It’s the afternoon of 9 July 1994 and the 64,000 fans in Dallas’ Cotton Bowl Stadium have just witnessed one of the World Cup’s most iconic scenes. In a moment of vintage samba finesse, Brazil forward Bebeto has outsmarted and outrun a bamboozled Dutch defence in one move, reacting first to a loose ball and leaving his markers for dust, before rounding goalkeeper Ed de Goey and slotting the ball into an empty net.
Seconds later, the newly fathered striker runs towards the electric Texan crowd, spontaneously swaying his arms in a baby rocking motion as teammates Mazinho and Romário catch up and imitate the now ubiquitous celebration.
The first person Bebeto embraces afterwards is Romário, his strike partner and the man he will forever be mentioned alongside by the time of the tournament’s dramatic conclusion. The priceless expressions etched across the faces of both players convey a myriad of emotions; the expected raw euphoria is offset by a playful camaraderie, suggesting their telepathic performances on the pitch are a mere manifestation of a genuine off-field bond.
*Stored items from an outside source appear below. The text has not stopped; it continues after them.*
//! Engine configuration supplied by the collaborator layer.

use crate::error::ConfigError;
use serde::{Deserialize, Serialize};

/// Per-category scoring configuration.
///
/// `range_km` doubles as the decay function's characteristic distance.
/// A category with `range_km == 0` is excluded regardless of `included`,
/// which keeps the zero range away from the decay formulas entirely.
#[derive(Clone, Copy, Debug, PartialEq, Serialize, Deserialize)]
pub struct CategoryConfig {
    /// Whether the category contributes to the score at all.
    pub included: bool,
    /// Characteristic range in kilometres, `>= 0`.
    pub range_km: f64,
}

impl CategoryConfig {
    /// Whether this category takes part in a computation.
    pub fn is_active(&self) -> bool {
        self.included && self.range_km > 0.0
    }

    /// The range in metres.
    pub fn range_m(&self) -> f64 {
        self.range_km * 1000.0
    }
}

/// The decay function family, a closed set.
#[derive(Clone, Copy, Debug, PartialEq, Eq, Serialize, Deserialize)]
#[serde(rename_all = "lowercase")]
pub enum DecayKind {
    /// Full contribution inside the range, zero outside.
    Constant,
    /// Linear falloff from 1 at the source to 0 at the range.
    Linear,
    /// `exp(-d / range)`, no hard cutoff.
    Exponential,
}

impl DecayKind {
    /// Scan-distance multiplier for the propagation's early termination.
    ///
    /// Exponential decay has a long tail worth chasing; the bounded-support
    /// kinds only need a modest margin over the configured range.
    pub fn scan_multiplier(&self) -> f64 {
        match self {
            Self::Exponential => 5.0,
            Self::Constant | Self::Linear => 1.5,
        }
    }
}

/// Decay selection shared by all categories in one computation.
#[derive(Clone, Copy, Debug, PartialEq, Serialize, Deserialize)]
pub struct DecaySettings {
    /// Which decay function to evaluate.
    pub kind: DecayKind,
    /// Legacy exponential reference distance. Accepted for wire
    /// compatibility with old profiles but unused: the exponential time
    /// constant is the category's own range.
    #[serde(default)]
    pub reference_distance_km: Option<f64>,
}

impl DecaySettings {
    /// Settings for a given kind with no legacy fields.
    pub fn new(kind: DecayKind) -> Self {
        Self {
            kind,
            reference_distance_km: None,
        }
    }
}

/// Which raster drives the friction field.
#[derive(Clone, Copy, Debug, PartialEq, Eq, Serialize, Deserialize)]
#[serde(rename_all = "lowercase")]
pub enum FrictionSource {
    /// Derive friction from population density (dense areas are treated
    /// as well-roaded).
    Population,
    /// Use the pre-computed road-class raster directly (values 1.0–5.0).
    RoadRaster,
}

/// Road classes that can be toggled off to model their removal.
#[derive(Clone, Copy, Debug, PartialEq, Eq, Hash, Serialize, Deserialize)]
#[serde(rename_all = "lowercase")]
pub enum RoadClass {
    /// Motorways / dual carriageways.
    Motorway,
    /// Primary roads.
    Primary,
    /// Secondary roads.
    Secondary,
    /// Local and residential streets.
    Local,
}

impl RoadClass {
    /// All classes, in penalty order.
    pub const ALL: [RoadClass; 4] = [
        RoadClass::Motorway,
        RoadClass::Primary,
        RoadClass::Secondary,
        RoadClass::Local,
    ];

    /// Road-factor penalty applied when this class is disabled and the
    /// friction source is population-derived. The road raster already
    /// reflects per-class data, so it takes no penalty.
    pub fn disabled_penalty(&self) -> f64 {
        match self {
            Self::Motorway => 0.4,
            Self::Primary => 0.2,
            Self::Secondary => 0.1,
            Self::Local => 0.1,
        }
    }
}

/// Travel-friction configuration.
#[derive(Clone, Debug, PartialEq, Serialize, Deserialize)]
pub struct FrictionSettings {
    /// Where the per-cell friction values come from.
    pub source: FrictionSource,
    /// Off-road travel cost multiplier, `>= 1.0`.
    pub road_factor: f64,
    /// Road classes considered usable.
    pub allowed_road_classes: Vec<RoadClass>,
}

impl FrictionSettings {
    /// Uniform frictionless travel; the beeline baseline.
    pub fn frictionless() -> Self {
        Self {
            source: FrictionSource::Population,
            road_factor: 1.0,
            allowed_road_classes: RoadClass::ALL.to_vec(),
        }
    }

    /// Validate the settings.
    pub fn validate(&self) -> Result<(), ConfigError> {
        if !self.road_factor.is_finite() || self.road_factor < 1.0 {
            return Err(ConfigError::InvalidRoadFactor {
                road_factor: self.road_factor,
            });
        }
        Ok(())
    }

    /// The road factor after disabled-class penalties.
    ///
    /// Penalties only apply to the population source: removing fast road
    /// classes from consideration there is modelled as making everything
    /// a little slower, whereas the road raster encodes classes directly.
    pub fn effective_road_factor(&self) -> f64 {
        match self.source {
            FrictionSource::RoadRaster => self.road_factor,
            FrictionSource::Population => {
                let penalty: f64 = RoadClass::ALL
                    .iter()
                    .filter(|c| !self.allowed_road_classes.contains(c))
                    .map(|c| c.disabled_penalty())
                    .sum();
                self.road_factor + penalty
            }
        }
    }
}
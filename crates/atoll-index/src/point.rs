//! Geocoded points of interest.

use serde::{Deserialize, Serialize};

/// One geocoded point of interest.
#[derive(Clone, Debug, PartialEq, Serialize, Deserialize)]
pub struct Point {
    /// Latitude in degrees.
    pub lat: f64,
    /// Longitude in degrees.
    pub lon: f64,
    /// Source feature identifier.
    pub id: u64,
}

/// The ordered list of points for one POI category.
///
/// Read-only to the engine; order is preserved from the source data so
/// that index tie-breaks are reproducible.
#[derive(Clone, Debug, Default, PartialEq, Serialize, Deserialize)]
pub struct PointSet {
    /// The points, in source order.
    pub points: Vec<Point>,
}

impl PointSet {
    /// A point set from raw `(lat, lon, id)` triples.
    pub fn from_triples(triples: impl IntoIterator<Item = (f64, f64, u64)>) -> Self {
        Self {
            points: triples
                .into_iter()
                .map(|(lat, lon, id)| Point { lat, lon, id })
                .collect(),
        }
    }

    /// Whether the set has no points.
    pub fn is_empty(&self) -> bool {
        self.points.is_empty()
    }

    /// Number of points.
    pub fn len(&self) -> usize {
        self.points.len()
    }
}
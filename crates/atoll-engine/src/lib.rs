//! The Atoll accessibility scoring engine.
//!
//! Computes a spatial accessibility surface: the bounded region described
//! by a [`GridSpec`](atoll_core::GridSpec) is rasterized into a uniform
//! grid and each cell receives a score reflecting proximity-weighted
//! reachability to the active POI categories, under a friction-adjusted
//! travel-cost model.
//!
//! The pipeline per computation:
//!
//! 1. build (or default) the [`FrictionField`] from the configured source,
//! 2. for each active category, run the multi-source shortest-path
//!    propagation ([`propagate`]) from every POI cell, accumulating the
//!    decay contribution of each settled cell,
//! 3. take the exact maximum over the score grid,
//! 4. derive the land mask by dilating the populated cells.
//!
//! One computation owns its scratch buffers; they are reset, not
//! reallocated, between category runs and never escape the invocation.

#![forbid(unsafe_code)]
#![deny(missing_docs)]
#![deny(rustdoc::broken_intra_doc_links)]

pub mod decay;
mod engine;
mod friction;
mod landmask;
mod propagate;
mod render;
mod scratch;

pub use engine::{AccessibilityEngine, ComputeRequest, ScoreGrid};
pub use friction::FrictionField;
pub use landmask::{derive_land_mask, dilate_square, DILATION_RADIUS_CELLS};
pub use propagate::propagate;
pub use render::render_rgba;
pub use scratch::PropagationScratch;
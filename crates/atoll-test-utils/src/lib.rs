//! Shared fixtures for Atoll test suites.
//!
//! Small synthetic grids, rasters, and point sets so scenario tests stay
//! readable and do not repeat construction boilerplate.

#![forbid(unsafe_code)]
#![allow(missing_docs)]
#![deny(rustdoc::broken_intra_doc_links)]

use atoll_core::{GeoBounds, GridSpec, Raster};
use atoll_index::PointSet;

/// A ~22 km square test region south of the equator, 0.002 degree
/// (~200 m) cells, about 100 cells per side.
pub fn test_spec() -> GridSpec {
    let bounds = GeoBounds::new(-20.4, -20.2, 57.4, 57.6).unwrap();
    GridSpec::new(bounds, 0.002).unwrap()
}

/// The same region at a coarser resolution for cheap tests.
pub fn coarse_spec() -> GridSpec {
    let bounds = GeoBounds::new(-20.4, -20.2, 57.4, 57.6).unwrap();
    GridSpec::new(bounds, 0.01).unwrap()
}

/// A raster covering `spec`'s bounds at the grid's own resolution,
/// filled with a constant value.
pub fn flat_raster(spec: &GridSpec, value: f32) -> Raster {
    Raster {
        values: vec![value; spec.cell_count()],
        width: spec.width(),
        height: spec.height(),
        bounds: spec.bounds,
    }
}

/// A raster over `spec`'s bounds with per-cell values from a closure of
/// `(row, col)`.
pub fn raster_from_fn(spec: &GridSpec, f: impl Fn(usize, usize) -> f32) -> Raster {
    let mut values = Vec::with_capacity(spec.cell_count());
    for row in 0..spec.height() {
        for col in 0..spec.width() {
            values.push(f(row, col));
        }
    }
    Raster {
        values,
        width: spec.width(),
        height: spec.height(),
        bounds: spec.bounds,
    }
}

/// A point set with one POI at the centre of the given cell.
pub fn point_at_cell(spec: &GridSpec, row: usize, col: usize) -> PointSet {
    let (lat, lon) = spec.cell_center(row, col);
    PointSet::from_triples([(lat, lon, 1u64)])
}

/// A point set with one POI at the centre cell of the grid.
pub fn point_at_grid_center(spec: &GridSpec) -> PointSet {
    point_at_cell(spec, spec.height() / 2, spec.width() / 2)
}
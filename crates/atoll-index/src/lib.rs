//! Point sets and the per-category nearest-neighbour index.
//!
//! A [`PointSet`] is the raw, ordered list of geocoded points of interest
//! for one category, supplied read-only by the collaborator layer. A
//! [`PointIndex`] is built once per point set and cached; it answers
//! "all points within a radius" and "distance to the nearest point"
//! queries, and enumerates its points for seeding the cost propagation.

#![forbid(unsafe_code)]
#![deny(missing_docs)]
#![deny(rustdoc::broken_intra_doc_links)]

mod index;
mod point;

pub use index::PointIndex;
pub use point::{Point, PointSet};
While the on-pitch chemistry between Romário and Bebeto was as natural as rain in the Amazon, their personal relationship wasn’t always as smooth as the celebrations in Dallas would have you believe. In fact, the pair possessed such differences in personality, outlook and lifestyle that it makes their on-pitch achievements all the more astonishing.
Bebeto was the clean living, religious, family man, a fitting bastion of the wholesome hero role undertaken by Zico before him and Kaká since. Romário, on the other hand, was extroverted, hedonistic and often volatile, the swaggering Carioca whose blend of on-pitch genius and outspoken off-field extravagance placed him in lineal succession to fellow Brazilian mavericks Garrincha and Sócrates. Romário himself underlined the contrast best when he said: “We are different people, Bebeto is a family type, stay at home. I’m a street cat.”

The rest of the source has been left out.